Go through the listing below and work out how many lines hold "expect"; reply with the figure alone.
______
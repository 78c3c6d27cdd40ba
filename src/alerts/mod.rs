//! Alerts
//!
//! Threshold rules turn raw snapshot values into [`Alert`] records. An alert is keyed by
//! `(alert_type, unit_id)`: while one is unresolved, repeat firings refresh it instead of
//! creating a new record, and a higher severity escalates it in place.

pub mod evaluator;
pub mod rules;

use std::fmt;

use chrono::{DateTime, Utc};
use serde::{Deserialize, Serialize};
use uuid::Uuid;

use crate::MetricValue;

pub use evaluator::AlertEvaluator;
pub use rules::{AlertRule, BreachEvaluation, BreachTracker, Comparator};

#[derive(Debug, Clone, Copy, PartialEq, Eq, Hash, PartialOrd, Ord, Serialize, Deserialize)]
#[serde(rename_all = "lowercase")]
pub enum Severity {
    Low,
    Medium,
    High,
    Critical,
}

impl fmt::Display for Severity {
    fn fmt(&self, f: &mut fmt::Formatter<'_>) -> fmt::Result {
        let name = match self {
            Severity::Low => "low",
            Severity::Medium => "medium",
            Severity::High => "high",
            Severity::Critical => "critical",
        };
        f.write_str(name)
    }
}

#[derive(Debug, Clone, Copy, PartialEq, Eq, Serialize, Deserialize)]
#[serde(rename_all = "lowercase")]
pub enum AlertStatus {
    Open,
    Acknowledged,
    Resolved,
}

/// A stateful record of a threshold breach
#[derive(Debug, Clone, PartialEq, Serialize, Deserialize)]
pub struct Alert {
    pub id: Uuid,
    #[serde(rename = "type")]
    pub alert_type: String,
    pub severity: Severity,
    pub message: String,
    pub unit_id: String,
    /// Last time the breach was observed
    pub timestamp: DateTime<Utc>,
    pub raised_at: DateTime<Utc>,
    /// Timestamp of the snapshot that last updated this alert
    pub snapshot_at: DateTime<Utc>,
    pub value: MetricValue,
    pub threshold: f64,
    pub recovery_actions: Vec<String>,
    pub status: AlertStatus,
    pub resolved_at: Option<DateTime<Utc>>,
}

impl Alert {
    /// Open or acknowledged
    pub fn is_unresolved(&self) -> bool {
        self.status != AlertStatus::Resolved
    }
}

#[derive(Debug, Clone, Copy, PartialEq, Eq, Serialize, Deserialize)]
#[serde(rename_all = "lowercase")]
pub enum NotificationKind {
    Raised,
    Escalated,
    /// The breach cleared and the cooldown elapsed
    Resolved,
    /// Closed because its last breach fell outside the dedup window, not a recovery.
    /// A fresh alert for the same key follows in the same batch.
    Expired,
}

/// State change of an alert, as emitted by [`AlertEvaluator::evaluate`]
#[derive(Debug, Clone, PartialEq, Serialize, Deserialize)]
pub struct AlertNotification {
    pub kind: NotificationKind,
    pub alert: Alert,
}

impl AlertNotification {
    /// Raised or escalated; the notifications that may start workflows
    pub fn is_trigger(&self) -> bool {
        matches!(
            self.kind,
            NotificationKind::Raised | NotificationKind::Escalated
        )
    }
}
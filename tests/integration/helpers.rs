//! Shared helpers for integration tests

#![allow(dead_code)]

use std::time::Duration;

use tokio::sync::mpsc;
use watchtower::actions::{Action, ActionContext, ActionOutput, action_fn};
use watchtower::actors::SnapshotEvent;
use watchtower::alerts::{AlertRule, Comparator};
use watchtower::error::ActionError;
use watchtower::optimizer::OverheadMeasurement;
use watchtower::sources::MemorySource;
use watchtower::{MEMORY_MB, Session, SessionBuilder, Severity};

/// Probe reporting overhead far below the default budget
pub fn light_probe() -> impl FnMut(Duration) -> OverheadMeasurement + Send + 'static {
    |_| OverheadMeasurement::new(1.0, 0.5, 5.0)
}

/// Probe reporting tick latency well above the default 100ms budget
pub fn heavy_probe() -> impl FnMut(Duration) -> OverheadMeasurement + Send + 'static {
    |_| OverheadMeasurement::new(1.0, 0.5, 250.0)
}

/// `memory_mb > threshold`
pub fn memory_rule(threshold: f64, severity: Severity) -> AlertRule {
    AlertRule::new(MEMORY_MB, Comparator::Gt, threshold, severity)
}

/// Builder over `source` with a single `api` unit and a light probe
pub fn builder(source: &MemorySource) -> SessionBuilder {
    SessionBuilder::new(source.clone())
        .unit("api", "http")
        .probe(light_probe())
}

/// Action that succeeds after `duration`
pub fn pause(duration: Duration) -> impl Action + 'static {
    action_fn(move |_: ActionContext| async move {
        tokio::time::sleep(duration).await;
        Ok::<_, ActionError>(ActionOutput::message(format!("paused {duration:?}")))
    })
}

/// Action that succeeds immediately
pub fn noop() -> impl Action + 'static {
    action_fn(|_: ActionContext| async { Ok::<_, ActionError>(ActionOutput::empty()) })
}

/// Trigger one monitor tick and return its snapshot
pub async fn tick(session: &Session) -> SnapshotEvent {
    session
        .monitor()
        .tick_now()
        .await
        .expect("monitor is running")
        .expect("tick produced a snapshot")
}

/// Receive the next event or panic after `within`
pub async fn recv_within<T>(rx: &mut mpsc::Receiver<T>, within: Duration) -> T {
    tokio::time::timeout(within, rx.recv())
        .await
        .expect("no event within the deadline")
        .expect("event channel closed")
}

/// Drain everything currently buffered in `rx`
pub fn drain<T>(rx: &mut mpsc::Receiver<T>) -> Vec<T> {
    let mut events = Vec::new();
    while let Ok(event) = rx.try_recv() {
        events.push(event);
    }
    events
}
______
Written answer »
4